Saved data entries

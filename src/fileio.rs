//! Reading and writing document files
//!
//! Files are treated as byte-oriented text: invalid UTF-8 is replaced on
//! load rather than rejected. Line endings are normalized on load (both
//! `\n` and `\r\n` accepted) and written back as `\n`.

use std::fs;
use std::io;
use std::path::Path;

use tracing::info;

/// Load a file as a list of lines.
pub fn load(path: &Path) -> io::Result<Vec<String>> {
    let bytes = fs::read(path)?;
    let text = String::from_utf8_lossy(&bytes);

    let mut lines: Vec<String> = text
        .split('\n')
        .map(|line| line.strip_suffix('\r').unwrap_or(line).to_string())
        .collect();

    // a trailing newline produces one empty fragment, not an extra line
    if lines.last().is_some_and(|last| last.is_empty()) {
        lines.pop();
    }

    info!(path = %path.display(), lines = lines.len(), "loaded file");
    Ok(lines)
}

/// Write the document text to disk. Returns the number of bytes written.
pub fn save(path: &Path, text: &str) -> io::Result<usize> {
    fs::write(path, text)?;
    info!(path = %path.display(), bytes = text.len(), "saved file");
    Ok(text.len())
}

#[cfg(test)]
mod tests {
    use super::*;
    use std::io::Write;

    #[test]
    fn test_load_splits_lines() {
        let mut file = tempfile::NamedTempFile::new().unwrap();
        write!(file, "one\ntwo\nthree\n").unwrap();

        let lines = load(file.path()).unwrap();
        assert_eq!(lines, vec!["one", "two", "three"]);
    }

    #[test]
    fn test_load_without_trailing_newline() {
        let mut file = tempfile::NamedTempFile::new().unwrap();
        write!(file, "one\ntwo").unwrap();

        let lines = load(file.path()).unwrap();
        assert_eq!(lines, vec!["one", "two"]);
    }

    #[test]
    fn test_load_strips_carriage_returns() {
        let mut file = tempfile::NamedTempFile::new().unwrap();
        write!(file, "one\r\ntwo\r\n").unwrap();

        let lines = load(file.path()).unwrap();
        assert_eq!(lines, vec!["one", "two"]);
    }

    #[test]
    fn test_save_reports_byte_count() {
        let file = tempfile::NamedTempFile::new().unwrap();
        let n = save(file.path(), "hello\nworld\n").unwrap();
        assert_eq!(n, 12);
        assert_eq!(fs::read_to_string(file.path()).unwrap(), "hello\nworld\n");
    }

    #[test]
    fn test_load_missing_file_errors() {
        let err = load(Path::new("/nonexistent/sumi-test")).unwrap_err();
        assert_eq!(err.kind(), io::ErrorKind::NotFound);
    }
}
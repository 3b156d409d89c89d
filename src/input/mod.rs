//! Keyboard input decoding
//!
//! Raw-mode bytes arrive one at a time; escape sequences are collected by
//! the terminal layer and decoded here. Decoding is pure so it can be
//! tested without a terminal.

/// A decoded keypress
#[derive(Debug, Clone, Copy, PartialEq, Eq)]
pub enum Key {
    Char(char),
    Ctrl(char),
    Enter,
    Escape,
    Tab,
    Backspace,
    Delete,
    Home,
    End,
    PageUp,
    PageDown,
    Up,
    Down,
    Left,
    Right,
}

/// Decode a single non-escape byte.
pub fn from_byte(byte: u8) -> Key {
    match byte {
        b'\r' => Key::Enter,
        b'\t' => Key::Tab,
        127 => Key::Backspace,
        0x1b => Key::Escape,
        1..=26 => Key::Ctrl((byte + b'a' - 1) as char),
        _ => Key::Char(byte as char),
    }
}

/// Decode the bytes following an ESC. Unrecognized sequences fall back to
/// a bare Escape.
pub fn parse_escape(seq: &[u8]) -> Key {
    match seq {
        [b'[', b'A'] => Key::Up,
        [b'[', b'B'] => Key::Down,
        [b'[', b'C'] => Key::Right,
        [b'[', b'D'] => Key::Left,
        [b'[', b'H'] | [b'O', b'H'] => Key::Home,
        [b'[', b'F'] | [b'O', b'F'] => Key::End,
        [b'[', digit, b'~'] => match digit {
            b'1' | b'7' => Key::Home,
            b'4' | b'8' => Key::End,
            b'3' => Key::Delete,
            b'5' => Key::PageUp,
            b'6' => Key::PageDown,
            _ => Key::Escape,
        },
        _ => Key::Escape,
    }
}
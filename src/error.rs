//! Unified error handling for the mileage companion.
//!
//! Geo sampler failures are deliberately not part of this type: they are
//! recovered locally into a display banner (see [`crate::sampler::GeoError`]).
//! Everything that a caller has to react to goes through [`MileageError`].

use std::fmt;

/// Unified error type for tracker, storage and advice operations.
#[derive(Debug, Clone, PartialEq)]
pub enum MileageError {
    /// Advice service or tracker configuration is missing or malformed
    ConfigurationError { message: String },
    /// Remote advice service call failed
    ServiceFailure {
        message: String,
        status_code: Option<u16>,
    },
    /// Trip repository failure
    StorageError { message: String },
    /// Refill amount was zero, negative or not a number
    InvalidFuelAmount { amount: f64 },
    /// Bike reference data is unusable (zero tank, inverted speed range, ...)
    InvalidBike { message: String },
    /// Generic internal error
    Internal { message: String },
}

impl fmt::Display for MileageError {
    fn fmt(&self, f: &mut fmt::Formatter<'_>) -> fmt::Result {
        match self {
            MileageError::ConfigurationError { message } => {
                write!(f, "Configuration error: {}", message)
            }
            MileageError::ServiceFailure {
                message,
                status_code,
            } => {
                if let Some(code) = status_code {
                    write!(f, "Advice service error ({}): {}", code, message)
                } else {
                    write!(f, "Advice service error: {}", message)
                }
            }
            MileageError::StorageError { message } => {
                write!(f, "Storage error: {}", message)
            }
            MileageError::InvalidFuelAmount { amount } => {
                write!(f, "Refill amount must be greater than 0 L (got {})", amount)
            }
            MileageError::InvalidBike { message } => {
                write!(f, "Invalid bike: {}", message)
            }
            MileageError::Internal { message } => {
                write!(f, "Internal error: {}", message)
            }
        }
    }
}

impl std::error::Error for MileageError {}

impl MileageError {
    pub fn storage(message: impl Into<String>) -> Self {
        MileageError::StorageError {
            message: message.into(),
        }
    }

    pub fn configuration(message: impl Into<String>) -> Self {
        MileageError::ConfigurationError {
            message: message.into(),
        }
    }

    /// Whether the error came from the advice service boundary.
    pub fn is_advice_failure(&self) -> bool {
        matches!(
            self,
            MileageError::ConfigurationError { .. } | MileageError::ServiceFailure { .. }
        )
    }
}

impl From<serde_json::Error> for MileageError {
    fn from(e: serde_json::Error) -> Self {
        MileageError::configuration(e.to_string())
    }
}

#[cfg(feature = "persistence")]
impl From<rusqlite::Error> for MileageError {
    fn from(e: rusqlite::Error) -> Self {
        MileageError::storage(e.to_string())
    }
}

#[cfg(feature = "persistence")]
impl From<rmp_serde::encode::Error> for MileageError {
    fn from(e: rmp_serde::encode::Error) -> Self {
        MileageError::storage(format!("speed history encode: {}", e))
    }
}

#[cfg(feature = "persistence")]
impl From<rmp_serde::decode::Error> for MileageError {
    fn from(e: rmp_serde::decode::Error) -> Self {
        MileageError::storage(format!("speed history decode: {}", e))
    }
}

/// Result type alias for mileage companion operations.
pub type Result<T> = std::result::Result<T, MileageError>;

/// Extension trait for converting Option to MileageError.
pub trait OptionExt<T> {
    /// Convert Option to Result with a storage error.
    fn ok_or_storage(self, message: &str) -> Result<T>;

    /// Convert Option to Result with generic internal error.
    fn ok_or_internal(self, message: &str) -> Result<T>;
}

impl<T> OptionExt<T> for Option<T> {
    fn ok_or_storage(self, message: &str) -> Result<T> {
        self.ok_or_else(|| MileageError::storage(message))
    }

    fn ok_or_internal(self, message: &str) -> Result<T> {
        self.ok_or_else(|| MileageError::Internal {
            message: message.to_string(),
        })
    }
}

--

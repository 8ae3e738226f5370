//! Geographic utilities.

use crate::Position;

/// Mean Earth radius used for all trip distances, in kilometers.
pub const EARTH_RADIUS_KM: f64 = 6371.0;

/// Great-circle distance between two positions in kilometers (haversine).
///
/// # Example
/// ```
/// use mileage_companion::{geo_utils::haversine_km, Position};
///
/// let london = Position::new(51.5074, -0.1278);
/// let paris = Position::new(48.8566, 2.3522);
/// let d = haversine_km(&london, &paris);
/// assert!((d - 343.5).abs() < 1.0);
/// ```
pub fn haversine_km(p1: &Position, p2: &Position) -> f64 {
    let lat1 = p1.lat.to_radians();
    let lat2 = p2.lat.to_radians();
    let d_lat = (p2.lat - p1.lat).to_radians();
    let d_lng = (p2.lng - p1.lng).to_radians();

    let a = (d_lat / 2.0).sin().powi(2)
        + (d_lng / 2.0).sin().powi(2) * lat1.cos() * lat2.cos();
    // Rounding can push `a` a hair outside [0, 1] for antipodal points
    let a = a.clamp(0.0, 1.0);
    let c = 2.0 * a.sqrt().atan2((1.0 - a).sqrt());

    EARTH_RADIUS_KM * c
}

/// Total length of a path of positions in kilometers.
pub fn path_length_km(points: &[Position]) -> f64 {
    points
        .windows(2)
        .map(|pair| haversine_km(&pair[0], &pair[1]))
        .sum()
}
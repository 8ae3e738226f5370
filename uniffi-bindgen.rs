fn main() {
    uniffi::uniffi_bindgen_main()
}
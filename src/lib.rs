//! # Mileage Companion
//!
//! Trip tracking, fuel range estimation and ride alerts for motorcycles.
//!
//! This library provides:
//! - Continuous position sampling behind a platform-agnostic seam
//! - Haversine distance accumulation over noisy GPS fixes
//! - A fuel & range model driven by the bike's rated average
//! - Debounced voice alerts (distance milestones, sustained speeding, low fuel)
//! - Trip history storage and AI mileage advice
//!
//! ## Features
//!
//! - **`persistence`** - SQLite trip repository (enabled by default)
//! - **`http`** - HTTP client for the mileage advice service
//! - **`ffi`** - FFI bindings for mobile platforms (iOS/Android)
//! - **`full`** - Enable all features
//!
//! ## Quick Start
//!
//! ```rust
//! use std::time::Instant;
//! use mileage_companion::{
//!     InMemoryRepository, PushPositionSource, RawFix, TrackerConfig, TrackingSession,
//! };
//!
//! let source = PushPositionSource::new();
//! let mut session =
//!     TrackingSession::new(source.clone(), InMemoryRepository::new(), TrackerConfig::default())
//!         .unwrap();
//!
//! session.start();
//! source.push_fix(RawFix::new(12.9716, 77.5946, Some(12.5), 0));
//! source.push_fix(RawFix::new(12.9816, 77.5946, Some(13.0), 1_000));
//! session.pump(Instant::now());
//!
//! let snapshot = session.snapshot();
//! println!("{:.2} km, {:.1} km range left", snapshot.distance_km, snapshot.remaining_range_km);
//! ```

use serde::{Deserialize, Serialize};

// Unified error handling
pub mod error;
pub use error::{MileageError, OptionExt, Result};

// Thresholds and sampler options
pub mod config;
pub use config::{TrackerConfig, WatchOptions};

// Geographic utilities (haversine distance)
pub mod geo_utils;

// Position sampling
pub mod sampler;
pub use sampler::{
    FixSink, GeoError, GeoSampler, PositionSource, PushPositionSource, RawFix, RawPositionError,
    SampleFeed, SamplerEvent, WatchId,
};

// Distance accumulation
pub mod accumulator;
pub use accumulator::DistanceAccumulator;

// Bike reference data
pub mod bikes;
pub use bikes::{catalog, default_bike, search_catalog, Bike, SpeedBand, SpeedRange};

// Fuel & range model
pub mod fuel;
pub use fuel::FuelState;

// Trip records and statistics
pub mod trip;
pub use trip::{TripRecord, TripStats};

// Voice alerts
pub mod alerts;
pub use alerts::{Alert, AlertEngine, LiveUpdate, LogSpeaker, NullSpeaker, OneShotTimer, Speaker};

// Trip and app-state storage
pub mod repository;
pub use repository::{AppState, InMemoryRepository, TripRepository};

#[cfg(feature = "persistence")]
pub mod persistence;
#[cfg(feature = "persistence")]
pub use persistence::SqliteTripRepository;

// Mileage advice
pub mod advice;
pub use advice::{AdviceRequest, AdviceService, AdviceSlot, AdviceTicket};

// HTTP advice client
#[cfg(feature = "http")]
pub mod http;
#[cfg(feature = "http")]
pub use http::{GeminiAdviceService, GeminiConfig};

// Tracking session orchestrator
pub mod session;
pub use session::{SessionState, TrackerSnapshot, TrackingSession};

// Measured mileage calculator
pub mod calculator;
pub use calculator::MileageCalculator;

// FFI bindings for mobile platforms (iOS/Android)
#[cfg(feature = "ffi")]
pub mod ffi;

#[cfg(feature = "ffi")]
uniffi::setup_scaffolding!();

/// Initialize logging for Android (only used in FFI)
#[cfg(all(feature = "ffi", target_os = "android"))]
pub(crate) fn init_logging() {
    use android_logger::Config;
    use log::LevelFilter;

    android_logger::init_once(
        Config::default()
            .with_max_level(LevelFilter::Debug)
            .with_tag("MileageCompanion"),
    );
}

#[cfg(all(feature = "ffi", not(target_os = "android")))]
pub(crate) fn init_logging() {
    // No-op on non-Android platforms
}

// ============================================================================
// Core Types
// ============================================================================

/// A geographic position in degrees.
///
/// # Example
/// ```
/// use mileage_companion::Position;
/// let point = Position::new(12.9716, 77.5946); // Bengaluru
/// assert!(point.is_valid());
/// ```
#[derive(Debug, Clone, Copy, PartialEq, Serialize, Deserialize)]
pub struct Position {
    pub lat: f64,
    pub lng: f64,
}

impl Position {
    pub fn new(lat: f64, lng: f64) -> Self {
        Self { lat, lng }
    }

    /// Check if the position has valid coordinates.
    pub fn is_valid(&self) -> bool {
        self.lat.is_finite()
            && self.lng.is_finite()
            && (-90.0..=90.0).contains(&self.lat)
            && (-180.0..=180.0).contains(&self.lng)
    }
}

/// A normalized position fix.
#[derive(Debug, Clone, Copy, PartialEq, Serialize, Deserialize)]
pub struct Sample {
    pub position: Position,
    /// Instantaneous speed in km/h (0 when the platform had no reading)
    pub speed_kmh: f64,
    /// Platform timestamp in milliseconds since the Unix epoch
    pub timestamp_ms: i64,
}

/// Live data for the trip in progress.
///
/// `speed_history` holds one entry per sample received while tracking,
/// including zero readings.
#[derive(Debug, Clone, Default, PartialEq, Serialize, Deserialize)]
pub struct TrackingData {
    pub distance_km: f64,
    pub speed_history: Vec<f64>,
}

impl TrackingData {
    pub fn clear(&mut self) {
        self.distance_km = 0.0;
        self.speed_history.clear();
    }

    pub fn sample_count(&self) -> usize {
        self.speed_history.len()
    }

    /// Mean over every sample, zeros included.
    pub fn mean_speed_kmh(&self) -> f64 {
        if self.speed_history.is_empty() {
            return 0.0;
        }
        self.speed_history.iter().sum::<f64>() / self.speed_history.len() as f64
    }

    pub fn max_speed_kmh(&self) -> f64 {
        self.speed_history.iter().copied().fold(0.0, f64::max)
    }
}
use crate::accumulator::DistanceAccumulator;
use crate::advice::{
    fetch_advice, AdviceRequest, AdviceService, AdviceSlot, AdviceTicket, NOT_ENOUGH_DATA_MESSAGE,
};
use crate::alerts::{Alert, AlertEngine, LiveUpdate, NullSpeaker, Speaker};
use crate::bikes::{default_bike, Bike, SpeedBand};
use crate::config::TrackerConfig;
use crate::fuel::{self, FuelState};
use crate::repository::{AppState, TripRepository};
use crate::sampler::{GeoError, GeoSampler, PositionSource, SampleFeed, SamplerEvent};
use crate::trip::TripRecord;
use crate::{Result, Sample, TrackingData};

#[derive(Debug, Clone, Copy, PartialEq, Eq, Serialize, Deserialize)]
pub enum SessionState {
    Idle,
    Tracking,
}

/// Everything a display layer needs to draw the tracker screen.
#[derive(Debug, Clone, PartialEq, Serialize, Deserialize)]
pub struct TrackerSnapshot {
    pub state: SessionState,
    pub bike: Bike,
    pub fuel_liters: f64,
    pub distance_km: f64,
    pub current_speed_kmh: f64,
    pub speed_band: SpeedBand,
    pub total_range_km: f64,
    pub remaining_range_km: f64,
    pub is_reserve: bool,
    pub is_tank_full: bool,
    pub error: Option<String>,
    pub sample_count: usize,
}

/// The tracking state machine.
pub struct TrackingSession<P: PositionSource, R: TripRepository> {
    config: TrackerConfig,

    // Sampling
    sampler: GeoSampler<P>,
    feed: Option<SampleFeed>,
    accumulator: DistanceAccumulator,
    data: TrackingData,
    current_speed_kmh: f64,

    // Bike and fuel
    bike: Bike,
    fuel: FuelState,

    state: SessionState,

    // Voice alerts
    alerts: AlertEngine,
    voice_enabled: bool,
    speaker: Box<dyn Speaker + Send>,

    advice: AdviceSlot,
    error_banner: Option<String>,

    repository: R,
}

...

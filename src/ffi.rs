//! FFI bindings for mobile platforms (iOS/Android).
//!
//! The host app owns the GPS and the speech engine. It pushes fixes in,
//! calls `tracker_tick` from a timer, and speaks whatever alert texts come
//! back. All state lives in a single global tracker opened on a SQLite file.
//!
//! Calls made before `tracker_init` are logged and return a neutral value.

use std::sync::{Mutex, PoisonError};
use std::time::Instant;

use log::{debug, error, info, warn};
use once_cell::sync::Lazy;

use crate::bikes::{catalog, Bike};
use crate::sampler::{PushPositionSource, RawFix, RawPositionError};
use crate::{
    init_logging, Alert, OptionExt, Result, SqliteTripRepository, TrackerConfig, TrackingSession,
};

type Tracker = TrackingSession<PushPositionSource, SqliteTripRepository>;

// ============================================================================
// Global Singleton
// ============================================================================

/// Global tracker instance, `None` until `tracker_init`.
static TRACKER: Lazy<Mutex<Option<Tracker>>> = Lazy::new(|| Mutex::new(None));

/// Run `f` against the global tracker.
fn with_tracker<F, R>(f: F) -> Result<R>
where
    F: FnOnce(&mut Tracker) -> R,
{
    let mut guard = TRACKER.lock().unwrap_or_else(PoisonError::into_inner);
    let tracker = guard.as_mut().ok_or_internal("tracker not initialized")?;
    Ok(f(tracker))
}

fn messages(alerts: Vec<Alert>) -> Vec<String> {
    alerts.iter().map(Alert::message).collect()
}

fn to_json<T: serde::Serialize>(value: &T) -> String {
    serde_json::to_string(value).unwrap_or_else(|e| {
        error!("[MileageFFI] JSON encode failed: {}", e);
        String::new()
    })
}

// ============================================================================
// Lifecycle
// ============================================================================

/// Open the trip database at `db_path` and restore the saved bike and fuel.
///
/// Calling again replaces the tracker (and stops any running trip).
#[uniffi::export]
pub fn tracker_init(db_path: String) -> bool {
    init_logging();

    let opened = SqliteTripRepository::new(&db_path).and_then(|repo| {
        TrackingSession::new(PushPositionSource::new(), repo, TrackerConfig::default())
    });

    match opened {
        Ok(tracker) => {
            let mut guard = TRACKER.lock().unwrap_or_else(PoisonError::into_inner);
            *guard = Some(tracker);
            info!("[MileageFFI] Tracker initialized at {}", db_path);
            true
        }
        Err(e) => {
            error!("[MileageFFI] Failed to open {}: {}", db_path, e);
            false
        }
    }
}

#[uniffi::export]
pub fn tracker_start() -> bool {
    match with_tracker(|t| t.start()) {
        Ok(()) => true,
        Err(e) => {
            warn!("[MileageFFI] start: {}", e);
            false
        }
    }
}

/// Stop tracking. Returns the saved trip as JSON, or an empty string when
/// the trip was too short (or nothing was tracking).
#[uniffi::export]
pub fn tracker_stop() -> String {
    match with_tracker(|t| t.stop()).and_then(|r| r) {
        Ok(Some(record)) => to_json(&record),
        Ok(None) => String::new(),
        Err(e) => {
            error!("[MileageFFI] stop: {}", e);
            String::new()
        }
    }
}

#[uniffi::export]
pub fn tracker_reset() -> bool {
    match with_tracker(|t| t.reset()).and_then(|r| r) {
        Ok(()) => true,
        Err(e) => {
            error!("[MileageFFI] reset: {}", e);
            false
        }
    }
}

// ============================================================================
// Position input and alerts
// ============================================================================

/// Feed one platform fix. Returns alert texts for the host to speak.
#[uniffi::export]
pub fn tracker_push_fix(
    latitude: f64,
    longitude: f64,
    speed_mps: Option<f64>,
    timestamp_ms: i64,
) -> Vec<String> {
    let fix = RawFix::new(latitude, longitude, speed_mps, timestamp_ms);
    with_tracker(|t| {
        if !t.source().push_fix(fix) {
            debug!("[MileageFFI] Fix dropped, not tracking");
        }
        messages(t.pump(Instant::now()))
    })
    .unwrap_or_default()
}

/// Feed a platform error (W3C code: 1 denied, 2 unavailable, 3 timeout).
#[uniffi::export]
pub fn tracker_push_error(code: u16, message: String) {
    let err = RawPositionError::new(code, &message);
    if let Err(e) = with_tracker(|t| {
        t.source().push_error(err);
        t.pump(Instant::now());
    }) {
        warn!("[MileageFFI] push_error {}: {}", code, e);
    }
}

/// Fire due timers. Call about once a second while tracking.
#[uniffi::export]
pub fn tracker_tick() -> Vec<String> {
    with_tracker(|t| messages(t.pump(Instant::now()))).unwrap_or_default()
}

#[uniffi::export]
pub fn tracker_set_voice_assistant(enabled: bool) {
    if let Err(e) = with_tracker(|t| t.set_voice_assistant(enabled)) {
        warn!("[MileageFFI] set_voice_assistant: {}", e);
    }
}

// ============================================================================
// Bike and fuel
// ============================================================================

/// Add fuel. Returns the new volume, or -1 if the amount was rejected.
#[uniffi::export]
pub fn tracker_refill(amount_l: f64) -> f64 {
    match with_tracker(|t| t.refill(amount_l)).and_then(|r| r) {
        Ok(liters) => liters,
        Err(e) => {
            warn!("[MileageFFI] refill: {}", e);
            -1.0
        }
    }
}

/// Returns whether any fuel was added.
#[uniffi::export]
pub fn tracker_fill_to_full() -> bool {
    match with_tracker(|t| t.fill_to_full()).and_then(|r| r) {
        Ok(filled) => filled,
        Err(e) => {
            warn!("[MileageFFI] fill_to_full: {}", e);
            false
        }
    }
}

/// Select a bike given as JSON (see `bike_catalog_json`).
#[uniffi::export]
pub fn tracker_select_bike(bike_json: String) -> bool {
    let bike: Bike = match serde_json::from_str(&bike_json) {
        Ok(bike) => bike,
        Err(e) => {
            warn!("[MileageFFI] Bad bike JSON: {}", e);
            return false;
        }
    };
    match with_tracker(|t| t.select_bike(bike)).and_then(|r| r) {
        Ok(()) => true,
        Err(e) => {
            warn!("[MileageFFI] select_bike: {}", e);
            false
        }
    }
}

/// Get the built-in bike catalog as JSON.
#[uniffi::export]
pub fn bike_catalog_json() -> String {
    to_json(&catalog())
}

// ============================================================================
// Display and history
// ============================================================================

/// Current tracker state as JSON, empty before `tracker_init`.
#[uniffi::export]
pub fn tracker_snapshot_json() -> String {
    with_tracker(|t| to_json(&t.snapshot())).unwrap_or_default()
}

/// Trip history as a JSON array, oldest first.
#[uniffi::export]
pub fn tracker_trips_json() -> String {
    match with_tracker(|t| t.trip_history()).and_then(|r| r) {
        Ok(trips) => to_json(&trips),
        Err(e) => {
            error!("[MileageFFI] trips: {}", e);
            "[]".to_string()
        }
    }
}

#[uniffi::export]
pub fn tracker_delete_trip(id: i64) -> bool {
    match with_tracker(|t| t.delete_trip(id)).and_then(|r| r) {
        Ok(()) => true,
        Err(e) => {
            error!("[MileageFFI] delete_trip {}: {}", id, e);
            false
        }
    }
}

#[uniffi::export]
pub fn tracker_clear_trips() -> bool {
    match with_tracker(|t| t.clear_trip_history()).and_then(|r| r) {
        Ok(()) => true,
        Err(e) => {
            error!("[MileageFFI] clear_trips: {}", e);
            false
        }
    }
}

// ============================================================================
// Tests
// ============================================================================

> TASK TO COMPLETE
Would you retype exactly the lines above, from the line with "any running trip)." to the line with "input and alerts", with both end lines kept and nothing more?

> FINISHED TASK
/// Calling again replaces the tracker (and stops any running trip).
#[uniffi::export]
pub fn tracker_init(db_path: String) -> bool {
    init_logging();

    let opened = SqliteTripRepository::new(&db_path).and_then(|repo| {
        TrackingSession::new(PushPositionSource::new(), repo, TrackerConfig::default())
    });

    match opened {
        Ok(tracker) => {
            let mut guard = TRACKER.lock().unwrap_or_else(PoisonError::into_inner);
            *guard = Some(tracker);
            info!("[MileageFFI] Tracker initialized at {}", db_path);
            true
        }
        Err(e) => {
            error!("[MileageFFI] Failed to open {}: {}", db_path, e);
            false
        }
    }
}

#[uniffi::export]
pub fn tracker_start() -> bool {
    match with_tracker(|t| t.start()) {
        Ok(()) => true,
        Err(e) => {
            warn!("[MileageFFI] start: {}", e);
            false
        }
    }
}

/// Stop tracking. Returns the saved trip as JSON, or an empty string when
/// the trip was too short (or nothing was tracking).
#[uniffi::export]
pub fn tracker_stop() -> String {
    match with_tracker(|t| t.stop()).and_then(|r| r) {
        Ok(Some(record)) => to_json(&record),
        Ok(None) => String::new(),
        Err(e) => {
            error!("[MileageFFI] stop: {}", e);
            String::new()
        }
    }
}

#[uniffi::export]
pub fn tracker_reset() -> bool {
    match with_tracker(|t| t.reset()).and_then(|r| r) {
        Ok(()) => true,
        Err(e) => {
            error!("[MileageFFI] reset: {}", e);
            false
        }
    }
}

// ============================================================================
// Position input and alerts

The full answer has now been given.